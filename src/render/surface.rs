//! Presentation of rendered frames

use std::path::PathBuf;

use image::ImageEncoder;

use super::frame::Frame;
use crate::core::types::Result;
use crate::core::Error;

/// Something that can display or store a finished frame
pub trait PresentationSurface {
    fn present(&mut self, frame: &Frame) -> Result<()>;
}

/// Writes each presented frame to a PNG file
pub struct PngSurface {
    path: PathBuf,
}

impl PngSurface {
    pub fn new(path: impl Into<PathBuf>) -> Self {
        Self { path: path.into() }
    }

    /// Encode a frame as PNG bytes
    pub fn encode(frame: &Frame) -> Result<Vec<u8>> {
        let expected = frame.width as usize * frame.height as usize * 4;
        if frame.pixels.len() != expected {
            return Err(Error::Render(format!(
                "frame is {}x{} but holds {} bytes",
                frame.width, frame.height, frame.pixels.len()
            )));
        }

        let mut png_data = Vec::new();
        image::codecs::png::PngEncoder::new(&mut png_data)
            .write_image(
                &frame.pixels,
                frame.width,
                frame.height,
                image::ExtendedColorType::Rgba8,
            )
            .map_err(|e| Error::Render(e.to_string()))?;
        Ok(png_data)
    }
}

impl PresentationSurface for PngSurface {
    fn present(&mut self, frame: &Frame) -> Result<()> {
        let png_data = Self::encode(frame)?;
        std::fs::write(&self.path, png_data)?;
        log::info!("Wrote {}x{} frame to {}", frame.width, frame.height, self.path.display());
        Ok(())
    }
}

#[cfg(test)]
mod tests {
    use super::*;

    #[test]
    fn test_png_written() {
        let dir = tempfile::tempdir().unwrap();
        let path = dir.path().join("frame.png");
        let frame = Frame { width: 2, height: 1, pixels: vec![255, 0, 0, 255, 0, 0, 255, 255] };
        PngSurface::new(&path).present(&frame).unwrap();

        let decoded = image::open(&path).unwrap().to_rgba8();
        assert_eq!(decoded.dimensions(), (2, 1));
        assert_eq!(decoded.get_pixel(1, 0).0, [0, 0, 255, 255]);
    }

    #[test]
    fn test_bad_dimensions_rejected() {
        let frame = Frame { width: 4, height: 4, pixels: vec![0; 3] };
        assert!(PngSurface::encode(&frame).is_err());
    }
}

* * *

PROMPT: Your answer must consist solely of the lines above between the line holding "use crate::core::types::Result;" and the line holding "pub fn encode(frame: &Frame)", inclusive, copied exactly.

SOLUTION TO THIS PROBLEM:
use crate::core::types::Result;
use crate::core::Error;

/// Something that can display or store a finished frame
pub trait PresentationSurface {
    fn present(&mut self, frame: &Frame) -> Result<()>;
}

/// Writes each presented frame to a PNG file
pub struct PngSurface {
    path: PathBuf,
}

impl PngSurface {
    pub fn new(path: impl Into<PathBuf>) -> Self {
        Self { path: path.into() }
    }

    /// Encode a frame as PNG bytes
    pub fn encode(frame: &Frame) -> Result<Vec<u8>> {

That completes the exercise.